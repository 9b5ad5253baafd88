//! ---
//! vs_section: "05-messaging"
//! vs_subsection: "module"
//! vs_type: "source"
//! vs_scope: "code"
//! vs_description: "Message-bus topics, payloads and publication."
//! vs_version: "v0.0.0-prealpha"
//! vs_owner: "tbd"
//! ---
use std::collections::VecDeque;
use std::sync::Arc;

use parking_lot::Mutex;
use tracing::debug;

use crate::Result;

/// One message handed to the broker client.
#[derive(Debug, Clone, PartialEq, Eq)]
pub struct BusMessage {
    /// Destination topic.
    pub topic: String,
    /// Encoded body.
    pub payload: String,
    /// Delivery quality of service (0, 1 or 2).
    pub qos: u8,
    /// Whether the broker should keep the message for late subscribers.
    pub retain: bool,
}

/// Broker client abstraction. Publishing is fire-and-forget.
pub trait BusTransport: Send + Sync {
    /// Hand a message to the broker.
    fn publish(&self, message: BusMessage) -> Result<()>;
    /// Human-readable transport name for logging/metrics.
    fn name(&self) -> &'static str;
}

/// Queue-backed transport for tests and single-process integration.
#[derive(Debug, Clone, Default)]
pub struct InMemoryTransport {
    queue: Arc<Mutex<VecDeque<BusMessage>>>,
}

impl InMemoryTransport {
    /// Create an empty transport.
    pub fn new() -> Self {
        Self::default()
    }

    /// Pop the oldest published message.
    pub fn recv(&self) -> Option<BusMessage> {
        self.queue.lock().pop_front()
    }

    /// Take every queued message.
    pub fn drain(&self) -> Vec<BusMessage> {
        self.queue.lock().drain(..).collect()
    }

    /// Number of queued messages.
    pub fn len(&self) -> usize {
        self.queue.lock().len()
    }

    /// True when nothing is queued.
    pub fn is_empty(&self) -> bool {
        self.queue.lock().is_empty()
    }
}

impl BusTransport for InMemoryTransport {
    fn publish(&self, message: BusMessage) -> Result<()> {
        self.queue.lock().push_back(message);
        Ok(())
    }

    fn name(&self) -> &'static str {
        "in_memory"
    }
}

/// Writes every message to the tracing log; used when no broker client is linked.
#[derive(Debug, Clone, Default)]
pub struct LogTransport {
    broker: String,
}

impl LogTransport {
    /// Transport labelled with the configured broker address.
    pub fn new(broker: impl Into<String>) -> Self {
        Self {
            broker: broker.into(),
        }
    }
}

impl BusTransport for LogTransport {
    fn publish(&self, message: BusMessage) -> Result<()> {
        debug!(
            broker = %self.broker,
            topic = %message.topic,
            payload = %message.payload,
            qos = message.qos,
            retain = message.retain,
            "bus publish"
        );
        Ok(())
    }

    fn name(&self) -> &'static str {
        "log"
    }
}

#[cfg(test)]
mod tests {
    use super::*;

    fn message(topic: &str) -> BusMessage {
        BusMessage {
            topic: topic.into(),
            payload: "{}".into(),
            qos: 1,
            retain: false,
        }
    }

    #[test]
    fn in_memory_transport_is_fifo() {
        let transport = InMemoryTransport::new();
        transport.publish(message("a")).unwrap();
        transport.publish(message("b")).unwrap();
        assert_eq!(transport.len(), 2);
        assert_eq!(transport.recv().unwrap().topic, "a");
        assert_eq!(transport.drain(), vec![message("b")]);
        assert!(transport.is_empty());
    }

    #[test]
    fn log_transport_accepts_everything() {
        let transport = LogTransport::new("tcp://localhost:1883");
        assert!(transport.publish(message("a")).is_ok());
        assert_eq!(transport.name(), "log");
    }
}
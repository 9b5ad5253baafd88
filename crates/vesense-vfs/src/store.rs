//! ---
//! vs_section: "04-file-store"
//! vs_subsection: "module"
//! vs_type: "source"
//! vs_scope: "code"
//! vs_description: "Virtual file store backing camera uploads."
//! vs_version: "v0.0.0-prealpha"
//! vs_owner: "tbd"
//! ---
use std::collections::{BTreeMap, BTreeSet, HashSet};
use std::io;
use std::sync::atomic::{AtomicU64, Ordering};
use std::sync::Arc;

use bytes::{Bytes, BytesMut};
use chrono::{DateTime, Utc};
use parking_lot::RwLock;
use tracing::{debug, info};
use vesense_common::SharedClock;
use vesense_dataflow::Device;

use crate::path::{ancestors, dir_prefix, file_name, normalize, parent, strip_dir};
use crate::retention::{select_evictions, RetentionCandidate};
use crate::{FileStoreError, Result};

/// Nominal size reported for directories.
pub const DIRECTORY_SIZE: u64 = 4096;
const MODE_RW: u32 = 0o666;
const MODE_DIR: u32 = 0o040000;

/// A committed upload. Immutable once stored.
#[derive(Debug, Clone)]
pub struct VirtualFile {
    path: String,
    device: Arc<Device>,
    created: DateTime<Utc>,
    modified: DateTime<Utc>,
    seq: u64,
    payload: Bytes,
}

impl VirtualFile {
    /// Full normalized path.
    pub fn path(&self) -> &str {
        &self.path
    }

    /// Camera that uploaded the file.
    pub fn device(&self) -> &Arc<Device> {
        &self.device
    }

    /// When the write session opened.
    pub fn created(&self) -> DateTime<Utc> {
        self.created
    }

    /// When the upload committed.
    pub fn modified(&self) -> DateTime<Utc> {
        self.modified
    }

    /// Payload length in bytes.
    pub fn size(&self) -> u64 {
        self.payload.len() as u64
    }

    /// Cheap shared view of the content.
    pub fn payload(&self) -> Bytes {
        self.payload.clone()
    }

    fn info(&self) -> EntryInfo {
        EntryInfo {
            name: file_name(&self.path).to_owned(),
            kind: EntryKind::File,
            size: self.size(),
            modified: self.modified,
        }
    }

    fn order_key(&self) -> (DateTime<Utc>, u64) {
        (self.created, self.seq)
    }
}

/// Whether a listed entry is a directory or a file.
#[derive(Debug, Clone, Copy, PartialEq, Eq)]
pub enum EntryKind {
    /// Explicit or implied directory.
    Directory,
    /// Committed upload.
    File,
}

/// Listing / stat result.
#[derive(Debug, Clone, PartialEq, Eq)]
pub struct EntryInfo {
    /// Last path segment.
    pub name: String,
    /// Directory or file.
    pub kind: EntryKind,
    /// Payload size, or [`DIRECTORY_SIZE`] for directories.
    pub size: u64,
    /// Commit time for files, listing time for directories.
    pub modified: DateTime<Utc>,
}

impl EntryInfo {
    fn directory(name: impl Into<String>, now: DateTime<Utc>) -> Self {
        Self {
            name: name.into(),
            kind: EntryKind::Directory,
            size: DIRECTORY_SIZE,
            modified: now,
        }
    }

    /// True for directories.
    pub fn is_dir(&self) -> bool {
        self.kind == EntryKind::Directory
    }

    /// Unix-style permission bits; everything is reported read-write.
    pub fn mode(&self) -> u32 {
        match self.kind {
            EntryKind::Directory => MODE_RW | MODE_DIR,
            EntryKind::File => MODE_RW,
        }
    }
}

/// Counters exported as metrics.
#[derive(Debug, Default, Clone, Copy, PartialEq, Eq)]
pub struct FileStoreStats {
    /// Committed files currently stored.
    pub files: usize,
    /// Explicitly created directories.
    pub directories: usize,
    /// Sum of stored payload sizes.
    pub bytes: u64,
    /// Open write sessions.
    pub writers: usize,
    /// Uploads committed since start.
    pub committed: u64,
    /// Files removed by retention since start.
    pub evicted: u64,
}

#[derive(Debug, Default)]
struct Inner {
    directories: BTreeSet<String>,
    files: BTreeMap<String, Arc<VirtualFile>>,
    writers: HashSet<String>,
}

impl Inner {
    fn files_in<'a>(&'a self, prefix: &'a str) -> impl Iterator<Item = &'a Arc<VirtualFile>> + 'a {
        self.files
            .range(prefix.to_owned()..)
            .take_while(move |(path, _)| path.starts_with(prefix))
            .filter(move |(path, _)| strip_dir(path, prefix).is_some_and(|rest| !rest.contains('/')))
            .map(|(_, file)| file)
    }

    fn has_files_below(&self, prefix: &str) -> bool {
        self.files
            .range(prefix.to_owned()..)
            .next()
            .is_some_and(|(path, _)| path.starts_with(prefix))
    }
}

/// In-memory, retention-bounded file tree shared by every upload session.
#[derive(Debug)]
pub struct VirtualFileStore {
    retain: usize,
    clock: SharedClock,
    inner: RwLock<Inner>,
    seq: AtomicU64,
    committed: AtomicU64,
    evicted: AtomicU64,
}

impl VirtualFileStore {
    /// Store keeping at most `retain` files per directory.
    pub fn new(retain: usize, clock: SharedClock) -> Self {
        Self {
            retain: retain.max(1),
            clock,
            inner: RwLock::new(Inner::default()),
            seq: AtomicU64::new(0),
            committed: AtomicU64::new(0),
            evicted: AtomicU64::new(0),
        }
    }

    /// Files kept per directory.
    pub fn retain_per_directory(&self) -> usize {
        self.retain
    }

    /// Create `path` and every missing ancestor. Idempotent.
    pub fn create_directory(&self, path: &str) {
        let path = normalize(path);
        let mut inner = self.inner.write();
        for dir in ancestors(&path) {
            if inner.directories.insert(dir.to_owned()) {
                debug!(directory = dir, "directory created");
            }
        }
    }

    /// True for the root, explicitly created directories and directories
    /// implied by a committed file below them.
    pub fn directory_exists(&self, path: &str) -> bool {
        let path = normalize(path);
        if path == "/" {
            return true;
        }
        let inner = self.inner.read();
        inner.directories.contains(&path) || inner.has_files_below(&dir_prefix(&path))
    }

    /// Immediate entries of `dir`: subdirectories by name, then committed
    /// files oldest-created first.
    pub fn list_children(&self, dir: &str) -> Vec<EntryInfo> {
        let prefix = dir_prefix(dir);
        let now = self.clock.now();
        let inner = self.inner.read();

        let mut subdirs = BTreeSet::new();
        for known in &inner.directories {
            if let Some(rest) = strip_dir(known, &prefix) {
                if !rest.contains('/') {
                    subdirs.insert(rest.to_owned());
                }
            }
        }
        for path in inner.files.keys() {
            if let Some((segment, _)) = strip_dir(path, &prefix).and_then(|rest| rest.split_once('/')) {
                subdirs.insert(segment.to_owned());
            }
        }

        let mut files: Vec<&Arc<VirtualFile>> = inner.files_in(&prefix).collect();
        files.sort_by_key(|file| file.order_key());

        subdirs
            .into_iter()
            .map(|name| EntryInfo::directory(name, now))
            .chain(files.into_iter().map(|file| file.info()))
            .collect()
    }

    /// Start a write session for `path` owned by `device`.
    ///
    /// The containing directory is swept before the session starts. Without
    /// `append` the file currently at `path` is removed; with `append` the
    /// session starts from its content. Only one session per path may be open.
    pub fn open_for_write(
        self: &Arc<Self>,
        path: &str,
        append: bool,
        device: Arc<Device>,
    ) -> Result<WriteHandle> {
        let path = normalize(path);
        if path == "/" {
            return Err(FileStoreError::PermissionDenied(path));
        }
        let mut inner = self.inner.write();
        if inner.writers.contains(&path) {
            return Err(FileStoreError::WriteInProgress(path));
        }
        self.sweep_locked(&mut inner, parent(&path));

        let now = self.clock.now();
        let existing = if append {
            inner.files.get(&path).cloned()
        } else {
            inner.files.remove(&path);
            None
        };
        let (created, seq, buffer) = match existing {
            Some(file) => (file.created, file.seq, BytesMut::from(&file.payload[..])),
            None => (now, self.seq.fetch_add(1, Ordering::Relaxed), BytesMut::new()),
        };
        inner.writers.insert(path.clone());
        debug!(path = %path, device = %device.name(), append, "write session opened");

        Ok(WriteHandle {
            store: self.clone(),
            path,
            device,
            created,
            seq,
            buffer,
            open: true,
        })
    }

    /// Commit the session's content, then sweep its directory.
    ///
    /// The file keeps the creation time of its session start, so an upload
    /// that began before the directory's newest `retain` files is evicted as
    /// soon as it commits.
    pub fn close_write(&self, mut handle: WriteHandle) -> Result<EntryInfo> {
        handle.open = false;
        let payload = std::mem::take(&mut handle.buffer).freeze();
        let file = Arc::new(VirtualFile {
            path: handle.path.clone(),
            device: handle.device.clone(),
            created: handle.created,
            modified: self.clock.now(),
            seq: handle.seq,
            payload,
        });
        let info = file.info();

        let mut inner = self.inner.write();
        inner.writers.remove(&file.path);
        inner.files.insert(file.path.clone(), file.clone());
        self.committed.fetch_add(1, Ordering::Relaxed);
        info!(path = %file.path, device = %file.device.name(), size = file.size(), "upload committed");
        self.sweep_locked(&mut inner, parent(&file.path));
        Ok(info)
    }

    /// Reader over a committed file.
    pub fn open_for_read(&self, path: &str) -> Result<ReadHandle> {
        let path = normalize(path);
        let file = self
            .inner
            .read()
            .files
            .get(&path)
            .cloned()
            .ok_or(FileStoreError::NotFound(path))?;
        Ok(ReadHandle::new(file))
    }

    /// File info if a file lives at `path`, else directory info, else NotFound.
    pub fn stat(&self, path: &str) -> Result<EntryInfo> {
        let path = normalize(path);
        if let Some(file) = self.inner.read().files.get(&path) {
            return Ok(file.info());
        }
        if self.directory_exists(&path) {
            let name = if path == "/" { "/" } else { file_name(&path) };
            return Ok(EntryInfo::directory(name, self.clock.now()));
        }
        Err(FileStoreError::NotFound(path))
    }

    /// Always denied.
    pub fn delete(&self, path: &str) -> Result<()> {
        Err(FileStoreError::PermissionDenied(normalize(path)))
    }

    /// Always denied.
    pub fn rename(&self, from: &str, _to: &str) -> Result<()> {
        Err(FileStoreError::PermissionDenied(normalize(from)))
    }

    /// Always denied.
    pub fn chmod(&self, path: &str, _mode: u32) -> Result<()> {
        Err(FileStoreError::PermissionDenied(normalize(path)))
    }

    /// Newest committed file uploaded by the named device.
    pub fn latest_for_device(&self, device: &str) -> Option<Arc<VirtualFile>> {
        self.inner
            .read()
            .files
            .values()
            .filter(|file| file.device.name() == device)
            .max_by_key(|file| file.order_key())
            .cloned()
    }

    /// Current counters.
    pub fn stats(&self) -> FileStoreStats {
        let inner = self.inner.read();
        FileStoreStats {
            files: inner.files.len(),
            directories: inner.directories.len(),
            bytes: inner.files.values().map(|file| file.size()).sum(),
            writers: inner.writers.len(),
            committed: self.committed.load(Ordering::Relaxed),
            evicted: self.evicted.load(Ordering::Relaxed),
        }
    }

    fn sweep_locked(&self, inner: &mut Inner, dir: &str) -> usize {
        let prefix = dir_prefix(dir);
        let candidates = inner
            .files_in(&prefix)
            .map(|file| RetentionCandidate {
                path: file.path.as_str(),
                created: file.created,
                seq: file.seq,
            })
            .collect();
        let evict: Vec<String> = select_evictions(candidates, self.retain)
            .into_iter()
            .map(str::to_owned)
            .collect();
        for path in &evict {
            inner.files.remove(path);
            debug!(path = %path, "retention evicted file");
        }
        self.evicted.fetch_add(evict.len() as u64, Ordering::Relaxed);
        evict.len()
    }

    fn release_writer(&self, path: &str) {
        if self.inner.write().writers.remove(path) {
            debug!(path, "write session abandoned");
        }
    }
}

/// Open upload session. Commit with [`VirtualFileStore::close_write`];
/// dropping it discards the content and frees the path.
#[derive(Debug)]
pub struct WriteHandle {
    store: Arc<VirtualFileStore>,
    path: String,
    device: Arc<Device>,
    created: DateTime<Utc>,
    seq: u64,
    buffer: BytesMut,
    open: bool,
}

impl WriteHandle {
    /// Path the session writes to.
    pub fn path(&self) -> &str {
        &self.path
    }

    /// Bytes written so far.
    pub fn len(&self) -> usize {
        self.buffer.len()
    }

    /// True before the first write.
    pub fn is_empty(&self) -> bool {
        self.buffer.is_empty()
    }

    /// Commit into the owning store.
    pub fn commit(self) -> Result<EntryInfo> {
        let store = self.store.clone();
        store.close_write(self)
    }
}

impl io::Write for WriteHandle {
    fn write(&mut self, buf: &[u8]) -> io::Result<usize> {
        self.buffer.extend_from_slice(buf);
        Ok(buf.len())
    }

    fn flush(&mut self) -> io::Result<()> {
        Ok(())
    }
}

impl Drop for WriteHandle {
    fn drop(&mut self) {
        if self.open {
            self.store.release_writer(&self.path);
        }
    }
}

/// Sequential reader over a committed file.
#[derive(Debug)]
pub struct ReadHandle {
    file: Arc<VirtualFile>,
    cursor: io::Cursor<Bytes>,
}

impl ReadHandle {
    fn new(file: Arc<VirtualFile>) -> Self {
        let cursor = io::Cursor::new(file.payload());
        Self { file, cursor }
    }

    /// File being read.
    pub fn file(&self) -> &Arc<VirtualFile> {
        &self.file
    }
}

impl io::Read for ReadHandle {
    fn read(&mut self, buf: &mut [u8]) -> io::Result<usize> {
        io::Read::read(&mut self.cursor, buf)
    }
}
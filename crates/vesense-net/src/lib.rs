//! ---
//! vs_section: "07-networking-external-interfaces"
//! vs_subsection: "module"
//! vs_type: "source"
//! vs_scope: "code"
//! vs_description: "REST snapshot API and live websocket stream."
//! vs_version: "v0.0.0-prealpha"
//! vs_owner: "tbd"
//! ---
//! HTTP surface of the daemon. Routes read from the rounded store, the
//! device registry and the virtual file store; nothing here mutates them.
#![warn(missing_docs)]

pub mod error;
pub mod picture;
pub mod rest;
pub mod websocket;

pub use error::ApiError;
pub use rest::{ApiServerBuilder, ApiServerHandle};
pub use websocket::LiveValue;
* * *
Exercise prompt: Read the listing. Copy each line that has the word "ReadHandle" in it.

Result for this task:
    pub fn open_for_read(&self, path: &str) -> Result<ReadHandle> {
        Ok(ReadHandle::new(file))
pub struct ReadHandle {
impl ReadHandle {
impl io::Read for ReadHandle {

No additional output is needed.